*Assignment:* From the entries below, copy exactly the lines from the one that contains "use clock_client::config::ClockConfig;" through the one that contains "SystemClock, TerminalDisplay<std::io::Stdout>>, ClockError>", both included, and only those.

*Dataset entries:*
-- Opening Marker --

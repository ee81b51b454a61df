// Copyright 2026 U.S. Federal Government (in countries where recognized)
// SPDX-License-Identifier: Apache-2.0

use std::net::{SocketAddr, ToSocketAddrs};

use crate::error::ClockError;

/// Turns the configured server host name into a socket address.
pub trait Resolver {
    /// Resolve `host` and attach `port`.
    ///
    /// Failure, including a lookup that yields no addresses, is
    /// [`ClockError::Resolution`].
    fn resolve(&self, host: &str, port: u16) -> Result<SocketAddr, ClockError>;
}

/// [`Resolver`] using the operating system's resolver via [`ToSocketAddrs`].
///
/// IPv4 answers win over IPv6 ones since the transport binds `0.0.0.0`.
#[derive(Clone, Copy, Debug, Default)]
pub struct SystemResolver;

impl Resolver for SystemResolver {
    fn resolve(&self, host: &str, port: u16) -> Result<SocketAddr, ClockError> {
        let addrs: Vec<SocketAddr> = (host, port)
            .to_socket_addrs()
            .map_err(|e| ClockError::Resolution {
                host: host.to_string(),
                source: Some(e),
            })?
            .collect();
        first_preferring_ipv4(addrs).ok_or_else(|| ClockError::Resolution {
            host: host.to_string(),
            source: None,
        })
    }
}

/// First IPv4 address, else the first address of any family.
pub(crate) fn first_preferring_ipv4(addrs: Vec<SocketAddr>) -> Option<SocketAddr> {
    addrs
        .iter()
        .find(|a| a.is_ipv4())
        .or_else(|| addrs.first())
        .copied()
}

#[cfg(test)]
mod tests {
    use super::*;

    #[test]
    fn test_prefers_ipv4() {
        let v6: SocketAddr = "[2001:db8::1]:123".parse().unwrap();
        let v4: SocketAddr = "192.0.2.1:123".parse().unwrap();
        assert_eq!(first_preferring_ipv4(vec![v6, v4]), Some(v4));
    }

    #[test]
    fn test_falls_back_to_ipv6() {
        let v6: SocketAddr = "[2001:db8::1]:123".parse().unwrap();
        assert_eq!(first_preferring_ipv4(vec![v6]), Some(v6));
        assert_eq!(first_preferring_ipv4(Vec::new()), None);
    }

    #[test]
    fn test_resolves_ip_literal() {
        let addr = SystemResolver.resolve("127.0.0.1", 123).unwrap();
        assert_eq!(addr, "127.0.0.1:123".parse::<SocketAddr>().unwrap());
    }

    #[test]
    fn test_unresolvable_host() {
        // RFC 6761 reserves `.invalid`; lookups must fail.
        let err = SystemResolver
            .resolve("clock.invalid", 123)
            .unwrap_err();
        match err {
            ClockError::Resolution { host, .. } => assert_eq!(host, "clock.invalid"),
            other => panic!("expected Resolution, got {other:?}"),
        }
    }
}
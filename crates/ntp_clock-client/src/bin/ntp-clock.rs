// Copyright 2026 U.S. Federal Government (in countries where recognized)
// SPDX-License-Identifier: Apache-2.0

// NTP display clock
//
// Polls an NTP server every few seconds and prints UTC and local time to the
// terminal whenever a reply arrives.
//
// Usage:
//   cargo run -p ntp_clock-client --bin ntp-clock
//
// Environment:
//   NTP_CLOCK_SERVER          server host name (default pool.ntp.org)
//   NTP_CLOCK_UTC_OFFSET      local offset in hours, -12..=14 (default 7)
//   NTP_CLOCK_LOCAL_PORT      local UDP port (default 8888)
//   NTP_CLOCK_WEEKDAY_LABELS  english or vietnamese (default english)
//   RUST_LOG                  log filter (default info)

use std::process::ExitCode;

use clock_client::clock::SystemClock;
use clock_client::config::ClockConfig;
use clock_client::display::TerminalDisplay;
use clock_client::driver::PollDriver;
use clock_client::error::ClockError;
use clock_client::resolve::SystemResolver;
use clock_client::transport::UdpTransport;

fn main() -> ExitCode {
    env_logger::Builder::from_env(env_logger::Env::default().default_filter_or("info")).init();

    match start() {
        Ok(mut driver) => driver.run(),
        Err(e) => {
            log::error!("{}", e);
            ExitCode::FAILURE
        }
    }
}

fn start()
-> Result<PollDriver<UdpTransport, SystemClock, TerminalDisplay<std::io::Stdout>>, ClockError> {
    let config = ClockConfig::from_env()?;
    let transport = UdpTransport::bind(config.local_port)?;
    let display = TerminalDisplay::new(std::io::stdout(), config.weekday_labels);
    PollDriver::initialize(
        config,
        &SystemResolver,
        transport,
        SystemClock::new(),
        display,
    )
}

-- Closing Marker --

*Solution for this problem:*
use clock_client::config::ClockConfig;
use clock_client::display::TerminalDisplay;
use clock_client::driver::PollDriver;
use clock_client::error::ClockError;
use clock_client::resolve::SystemResolver;
use clock_client::transport::UdpTransport;

fn main() -> ExitCode {
    env_logger::Builder::from_env(env_logger::Env::default().default_filter_or("info")).init();

    match start() {
        Ok(mut driver) => driver.run(),
        Err(e) => {
            log::error!("{}", e);
            ExitCode::FAILURE
        }
    }
}

fn start()
-> Result<PollDriver<UdpTransport, SystemClock, TerminalDisplay<std::io::Stdout>>, ClockError> {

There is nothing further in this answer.